___ Exercise input

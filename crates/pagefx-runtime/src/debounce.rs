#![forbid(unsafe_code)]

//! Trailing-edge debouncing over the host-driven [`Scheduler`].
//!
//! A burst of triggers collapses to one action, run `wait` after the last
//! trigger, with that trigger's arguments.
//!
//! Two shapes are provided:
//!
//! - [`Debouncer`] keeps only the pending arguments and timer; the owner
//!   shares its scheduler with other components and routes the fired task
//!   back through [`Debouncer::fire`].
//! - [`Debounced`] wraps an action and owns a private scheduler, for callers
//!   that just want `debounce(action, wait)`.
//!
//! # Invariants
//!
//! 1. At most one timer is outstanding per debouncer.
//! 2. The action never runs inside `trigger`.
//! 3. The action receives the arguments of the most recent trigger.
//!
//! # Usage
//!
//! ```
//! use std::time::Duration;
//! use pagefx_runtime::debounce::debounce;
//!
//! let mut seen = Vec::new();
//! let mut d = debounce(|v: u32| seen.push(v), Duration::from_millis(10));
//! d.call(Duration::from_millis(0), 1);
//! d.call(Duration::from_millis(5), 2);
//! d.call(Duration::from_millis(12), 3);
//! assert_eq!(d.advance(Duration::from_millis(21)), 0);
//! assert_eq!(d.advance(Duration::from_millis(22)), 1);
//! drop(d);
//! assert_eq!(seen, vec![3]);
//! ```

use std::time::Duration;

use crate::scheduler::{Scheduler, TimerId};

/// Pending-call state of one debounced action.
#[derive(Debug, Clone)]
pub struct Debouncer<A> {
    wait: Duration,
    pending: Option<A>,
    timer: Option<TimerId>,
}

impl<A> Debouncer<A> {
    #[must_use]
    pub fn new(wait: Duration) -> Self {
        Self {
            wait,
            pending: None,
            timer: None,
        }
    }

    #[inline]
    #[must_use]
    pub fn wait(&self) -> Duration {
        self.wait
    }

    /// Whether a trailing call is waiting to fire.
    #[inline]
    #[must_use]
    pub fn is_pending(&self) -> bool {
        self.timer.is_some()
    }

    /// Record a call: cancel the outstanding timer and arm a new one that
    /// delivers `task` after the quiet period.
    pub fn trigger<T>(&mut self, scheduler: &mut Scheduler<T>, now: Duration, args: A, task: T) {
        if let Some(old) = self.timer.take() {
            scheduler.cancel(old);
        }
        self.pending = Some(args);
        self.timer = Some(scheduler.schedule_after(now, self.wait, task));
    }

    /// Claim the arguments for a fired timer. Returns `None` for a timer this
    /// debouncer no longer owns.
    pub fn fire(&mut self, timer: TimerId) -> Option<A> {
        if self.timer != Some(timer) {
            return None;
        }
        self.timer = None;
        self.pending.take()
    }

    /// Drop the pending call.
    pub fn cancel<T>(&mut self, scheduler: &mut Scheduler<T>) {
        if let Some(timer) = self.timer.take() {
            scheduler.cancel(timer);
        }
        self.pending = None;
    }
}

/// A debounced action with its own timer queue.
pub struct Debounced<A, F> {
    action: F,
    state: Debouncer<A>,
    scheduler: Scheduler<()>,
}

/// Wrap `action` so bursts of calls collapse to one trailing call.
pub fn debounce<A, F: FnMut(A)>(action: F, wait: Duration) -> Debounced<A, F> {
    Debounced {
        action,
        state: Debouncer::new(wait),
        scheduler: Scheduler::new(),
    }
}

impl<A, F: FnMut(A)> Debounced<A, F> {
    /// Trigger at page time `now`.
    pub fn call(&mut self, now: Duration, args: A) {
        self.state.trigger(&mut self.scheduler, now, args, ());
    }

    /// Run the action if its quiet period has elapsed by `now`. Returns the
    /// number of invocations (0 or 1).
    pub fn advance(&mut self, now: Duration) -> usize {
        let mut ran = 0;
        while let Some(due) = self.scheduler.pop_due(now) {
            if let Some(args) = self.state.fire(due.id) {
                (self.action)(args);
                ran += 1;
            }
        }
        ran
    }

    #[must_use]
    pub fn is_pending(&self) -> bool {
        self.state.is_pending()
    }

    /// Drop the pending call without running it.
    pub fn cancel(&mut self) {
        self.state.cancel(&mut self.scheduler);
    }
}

______

_Exercise_
Copy the data above exactly. Every line must be included.

_Final answer_
filename crates/pagefx-runtime/src/debounce.rs
#![forbid(unsafe_code)]

//! Trailing-edge debouncing over the host-driven [`Scheduler`].
//!
//! A burst of triggers collapses to one action, run `wait` after the last
//! trigger, with that trigger's arguments.
//!
//! Two shapes are provided:
//!
//! - [`Debouncer`] keeps only the pending arguments and timer; the owner
//!   shares its scheduler with other components and routes the fired task
//!   back through [`Debouncer::fire`].
//! - [`Debounced`] wraps an action and owns a private scheduler, for callers
//!   that just want `debounce(action, wait)`.
//!
//! # Invariants
//!
//! 1. At most one timer is outstanding per debouncer.
//! 2. The action never runs inside `trigger`.
//! 3. The action receives the arguments of the most recent trigger.
//!
//! # Usage
//!
//! ```
//! use std::time::Duration;
//! use pagefx_runtime::debounce::debounce;
//!
//! let mut seen = Vec::new();
//! let mut d = debounce(|v: u32| seen.push(v), Duration::from_millis(10));
//! d.call(Duration::from_millis(0), 1);
//! d.call(Duration::from_millis(5), 2);
//! d.call(Duration::from_millis(12), 3);
//! assert_eq!(d.advance(Duration::from_millis(21)), 0);
//! assert_eq!(d.advance(Duration::from_millis(22)), 1);
//! drop(d);
//! assert_eq!(seen, vec![3]);
//! ```

use std::time::Duration;

use crate::scheduler::{Scheduler, TimerId};

/// Pending-call state of one debounced action.
#[derive(Debug, Clone)]
pub struct Debouncer<A> {
    wait: Duration,
    pending: Option<A>,
    timer: Option<TimerId>,
}

impl<A> Debouncer<A> {
    #[must_use]
    pub fn new(wait: Duration) -> Self {
        Self {
            wait,
            pending: None,
            timer: None,
        }
    }

    #[inline]
    #[must_use]
    pub fn wait(&self) -> Duration {
        self.wait
    }

    /// Whether a trailing call is waiting to fire.
    #[inline]
    #[must_use]
    pub fn is_pending(&self) -> bool {
        self.timer.is_some()
    }

    /// Record a call: cancel the outstanding timer and arm a new one that
    /// delivers `task` after the quiet period.
    pub fn trigger<T>(&mut self, scheduler: &mut Scheduler<T>, now: Duration, args: A, task: T) {
        if let Some(old) = self.timer.take() {
            scheduler.cancel(old);
        }
        self.pending = Some(args);
        self.timer = Some(scheduler.schedule_after(now, self.wait, task));
    }

    /// Claim the arguments for a fired timer. Returns `None` for a timer this
    /// debouncer no longer owns.
    pub fn fire(&mut self, timer: TimerId) -> Option<A> {
        if self.timer != Some(timer) {
            return None;
        }
        self.timer = None;
        self.pending.take()
    }

    /// Drop the pending call.
    pub fn cancel<T>(&mut self, scheduler: &mut Scheduler<T>) {
        if let Some(timer) = self.timer.take() {
            scheduler.cancel(timer);
        }
        self.pending = None;
    }
}

/// A debounced action with its own timer queue.
pub struct Debounced<A, F> {
    action: F,
    state: Debouncer<A>,
    scheduler: Scheduler<()>,
}

/// Wrap `action` so bursts of calls collapse to one trailing call.
pub fn debounce<A, F: FnMut(A)>(action: F, wait: Duration) -> Debounced<A, F> {
    Debounced {
        action,
        state: Debouncer::new(wait),
        scheduler: Scheduler::new(),
    }
}

impl<A, F: FnMut(A)> Debounced<A, F> {
    /// Trigger at page time `now`.
    pub fn call(&mut self, now: Duration, args: A) {
        self.state.trigger(&mut self.scheduler, now, args, ());
    }

    /// Run the action if its quiet period has elapsed by `now`. Returns the
    /// number of invocations (0 or 1).
    pub fn advance(&mut self, now: Duration) -> usize {
        let mut ran = 0;
        while let Some(due) = self.scheduler.pop_due(now) {
            if let Some(args) = self.state.fire(due.id) {
                (self.action)(args);
                ran += 1;
            }
        }
        ran
    }

    #[must_use]
    pub fn is_pending(&self) -> bool {
        self.state.is_pending()
    }

    /// Drop the pending call without running it.
    pub fn cancel(&mut self) {
        self.state.cancel(&mut self.scheduler);
    }
}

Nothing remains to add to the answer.